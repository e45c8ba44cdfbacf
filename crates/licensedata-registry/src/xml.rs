//! Typed namespaced XML tree.
//!
//! Element and attribute names are resolved to [`QualifiedName`]s once, while
//! parsing, using the `xmlns` declarations in scope. Children are grouped by
//! name in document order; text and CDATA content is concatenated.

use std::collections::BTreeMap;

use licensedata_core::Shape;
use quick_xml::Reader;
use quick_xml::escape::resolve_predefined_entity;
use quick_xml::events::{BytesRef, BytesStart, Event};

use crate::ParseError;
use crate::names::QualifiedName;
use crate::namespaces::{Namespaces, declared_prefix};

#[derive(Debug, Clone, PartialEq)]
pub struct Element {
    pub name: QualifiedName,
    pub attributes: BTreeMap<QualifiedName, String>,
    pub children: BTreeMap<QualifiedName, Vec<Element>>,
    /// Text content; `None` when the element holds only whitespace.
    pub text: Option<String>,
}

/// A parsed document together with the declarations on its root element.
#[derive(Debug, Clone)]
pub struct Document {
    pub root: Element,
    pub namespaces: Namespaces,
}

impl Element {
    pub fn new(name: QualifiedName) -> Self {
        Self {
            name,
            attributes: BTreeMap::new(),
            children: BTreeMap::new(),
            text: None,
        }
    }

    /// All children named `key`, in document order.
    pub fn children(&self, key: &QualifiedName) -> &[Element] {
        self.children.get(key).map(Vec::as_slice).unwrap_or(&[])
    }

    /// Children named `key`, classified as absent, single or many.
    pub fn shape(&self, key: &QualifiedName) -> Shape<&Element> {
        Shape::from_vec(self.children(key).iter().collect())
    }

    pub fn attribute(&self, key: &QualifiedName) -> Option<&str> {
        self.attributes.get(key).map(String::as_str)
    }

    /// True for elements that carry nothing but text.
    pub fn is_plain(&self) -> bool {
        self.attributes.is_empty() && self.children.is_empty()
    }
}

/// Parse raw markup into a [`Document`].
pub fn parse_document(raw: &str) -> Result<Document, ParseError> {
    let mut reader = Reader::from_str(raw);
    let mut builder = TreeBuilder::default();

    loop {
        let event = reader
            .read_event()
            .map_err(|e| xml_error(&reader, e.to_string()))?;
        match event {
            Event::Start(start) => {
                let frame = builder.open(&reader, &start)?;
                builder.stack.push(frame);
            }
            Event::Empty(start) => {
                let frame = builder.open(&reader, &start)?;
                builder.close(frame)?;
            }
            Event::End(_) => {
                let frame = builder
                    .stack
                    .pop()
                    .ok_or_else(|| xml_error(&reader, "unbalanced end tag".into()))?;
                builder.close(frame)?;
            }
            Event::Text(text) => {
                let decoded = text
                    .decode()
                    .map_err(|e| xml_error(&reader, e.to_string()))?;
                builder.push_text(&decoded);
            }
            Event::CData(data) => {
                builder.push_text(&String::from_utf8_lossy(&data.into_inner()));
            }
            Event::GeneralRef(reference) => {
                let resolved = resolve_reference(&reference);
                builder.push_text(&resolved);
            }
            Event::Eof => break,
            _ => {}
        }
    }

    if !builder.stack.is_empty() {
        return Err(xml_error(&reader, "unclosed element at end of input".into()));
    }
    let root = builder.root.ok_or(ParseError::NoRoot)?;
    Ok(Document {
        root,
        namespaces: builder.root_namespaces,
    })
}

struct Frame {
    element: Element,
    text: String,
    declares: bool,
}

#[derive(Default)]
struct TreeBuilder {
    stack: Vec<Frame>,
    scopes: Vec<Namespaces>,
    root: Option<Element>,
    root_namespaces: Namespaces,
}

impl TreeBuilder {
    fn open(&mut self, reader: &Reader<&[u8]>, start: &BytesStart<'_>) -> Result<Frame, ParseError> {
        let mut declarations = Vec::new();
        let mut raw_attributes = Vec::new();
        for attribute in start.attributes() {
            let attribute = attribute.map_err(|e| xml_error(reader, e.to_string()))?;
            let key = utf8(reader, attribute.key.as_ref())?.to_string();
            let value = attribute
                .decode_and_unescape_value(reader.decoder())
                .map_err(|e| xml_error(reader, e.to_string()))?
                .into_owned();
            if declared_prefix(&key).is_some() {
                declarations.push((key, value));
            } else {
                raw_attributes.push((key, value));
            }
        }

        let declares = !declarations.is_empty();
        if declares {
            let mut scope = self.scopes.last().cloned().unwrap_or_default();
            scope.extend(declarations.iter().map(|(k, v)| (k.as_str(), v.as_str())));
            self.scopes.push(scope);
        }
        let is_root = self.stack.is_empty() && self.root.is_none();
        let empty = Namespaces::default();
        let scope = self.scopes.last().unwrap_or(&empty);

        let raw_name = utf8(reader, start.name().into_inner())?;
        let mut element = Element::new(scope.resolve(raw_name, false));
        for (key, value) in raw_attributes {
            element.attributes.insert(scope.resolve(&key, true), value);
        }

        if is_root {
            self.root_namespaces = scope.clone();
        }

        Ok(Frame {
            element,
            text: String::new(),
            declares,
        })
    }

    fn close(&mut self, frame: Frame) -> Result<(), ParseError> {
        let Frame {
            mut element,
            text,
            declares,
        } = frame;
        if declares {
            self.scopes.pop();
        }
        if !text.trim().is_empty() {
            element.text = Some(text);
        }

        match self.stack.last_mut() {
            Some(parent) => {
                parent
                    .element
                    .children
                    .entry(element.name.clone())
                    .or_default()
                    .push(element);
                Ok(())
            }
            None if self.root.is_some() => Err(ParseError::MultipleRoots),
            None => {
                self.root = Some(element);
                Ok(())
            }
        }
    }

    fn push_text(&mut self, text: &str) {
        // Text outside the root element (whitespace, stray characters) is not content.
        if let Some(frame) = self.stack.last_mut() {
            frame.text.push_str(text);
        }
    }
}

fn resolve_reference(reference: &BytesRef<'_>) -> String {
    if let Ok(Some(ch)) = reference.resolve_char_ref() {
        return ch.to_string();
    }
    let name = String::from_utf8_lossy(reference).into_owned();
    match resolve_predefined_entity(&name) {
        Some(resolved) => resolved.to_string(),
        None => format!("&{name};"),
    }
}

fn utf8<'a>(reader: &Reader<&[u8]>, bytes: &'a [u8]) -> Result<&'a str, ParseError> {
    std::str::from_utf8(bytes).map_err(|e| xml_error(reader, e.to_string()))
}

fn xml_error(reader: &Reader<&[u8]>, message: String) -> ParseError {
    ParseError::Xml {
        position: reader.buffer_position(),
        message,
    }
}
//! Identifier ordering for license and exception documents.
//!
//! Documents are sorted the way a root-locale collator orders identifiers,
//! not by raw code points. "bzip2-1.0.6" must land between "BSD-2-Clause" and
//! "GPL-2.0", which plain byte order would not do.
//!
//! # Ordering rules
//!
//! - Primary: characters compared case-insensitively, grouped by class
//!   (whitespace < punctuation < symbols < digits < letters). Punctuation
//!   and ASCII symbols keep the root collator's own order inside their class,
//!   so `_` sorts before `-`; other symbols fall back to code point order
//! - Tertiary: on a primary tie, lowercase sorts before uppercase
//! - Final: raw code point order, so distinct strings never compare equal

use std::cmp::Ordering;

use crate::records::RegistryEntry;

/// Compare two identifiers with locale-style collation.
pub fn compare_ids(a: &str, b: &str) -> Ordering {
    primary(a)
        .cmp(primary(b))
        .then_with(|| tertiary(a).cmp(tertiary(b)))
        .then_with(|| a.cmp(b))
}

/// Sort entries by identifier using [`compare_ids`].
pub fn sort_by_id<T: RegistryEntry>(entries: &mut [T]) {
    entries.sort_by(|a, b| compare_ids(a.id(), b.id()));
}

/// Remove entries whose identifier already appeared earlier in the slice.
///
/// Returns the identifiers that were dropped, in the order encountered.
pub fn dedup_by_id<T: RegistryEntry>(entries: &mut Vec<T>) -> Vec<String> {
    let mut seen = std::collections::HashSet::new();
    let mut dropped = Vec::new();
    entries.retain(|entry| {
        if seen.insert(entry.id().to_string()) {
            true
        } else {
            dropped.push(entry.id().to_string());
            false
        }
    });
    dropped
}

fn primary(s: &str) -> impl Iterator<Item = (u8, u32, char)> + '_ {
    s.chars().map(|c| {
        let (class, rank) = weight(c);
        (class, rank, c.to_lowercase().next().unwrap_or(c))
    })
}

fn tertiary(s: &str) -> impl Iterator<Item = bool> + '_ {
    s.chars().map(char::is_uppercase)
}

/// Root-collation order of ASCII punctuation.
const PUNCTUATION: &str = "_-,;:!?.'\"()[]{}@*/\\&#%";

/// Root-collation order of ASCII symbols; anything else in the class ranks after.
const SYMBOLS: &str = "`^+<=>|~$";

fn weight(c: char) -> (u8, u32) {
    if c.is_whitespace() {
        return (0, 0);
    }
    if let Some(rank) = rank_in(PUNCTUATION, c) {
        return (1, rank);
    }
    if c.is_numeric() {
        return (3, 0);
    }
    if c.is_alphabetic() {
        return (4, 0);
    }
    match rank_in(SYMBOLS, c) {
        Some(rank) => (2, rank),
        None => (2, SYMBOLS.len() as u32 + u32::from(c)),
    }
}

fn rank_in(table: &str, c: char) -> Option<u32> {
    table.chars().position(|t| t == c).map(|i| i as u32)
}
//! Registry document parsing: namespaced RDF/XML and SPDX JSON, converted to
//! license and exception details.

mod error;
pub use error::{ConvertError, EntryKind, ParseError};

pub mod convert;
pub mod extract;
pub mod json;
pub mod names;
pub mod namespaces;
pub mod xml;

pub use convert::{
    ListedEntry, candidate_id, convert_document, convert_exception, convert_license,
    listed_exceptions, listed_licenses,
};
pub use json::IndexEntry;
pub use names::QualifiedName;
pub use namespaces::Namespaces;
pub use xml::{Document, Element, parse_document};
****
_Instructions to follow_
Above this task is a listing. Restate, word for word and with nothing added, the lines from the one with "would not do." through the one with "use crate::records::RegistryEntry;".

_Response for this exercise_
//! "GPL-2.0", which plain byte order would not do.
//!
//! # Ordering rules
//!
//! - Primary: characters compared case-insensitively, grouped by class
//!   (whitespace < punctuation < symbols < digits < letters). Punctuation
//!   and ASCII symbols keep the root collator's own order inside their class,
//!   so `_` sorts before `-`; other symbols fall back to code point order
//! - Tertiary: on a primary tie, lowercase sorts before uppercase
//! - Final: raw code point order, so distinct strings never compare equal

use std::cmp::Ordering;

use crate::records::RegistryEntry;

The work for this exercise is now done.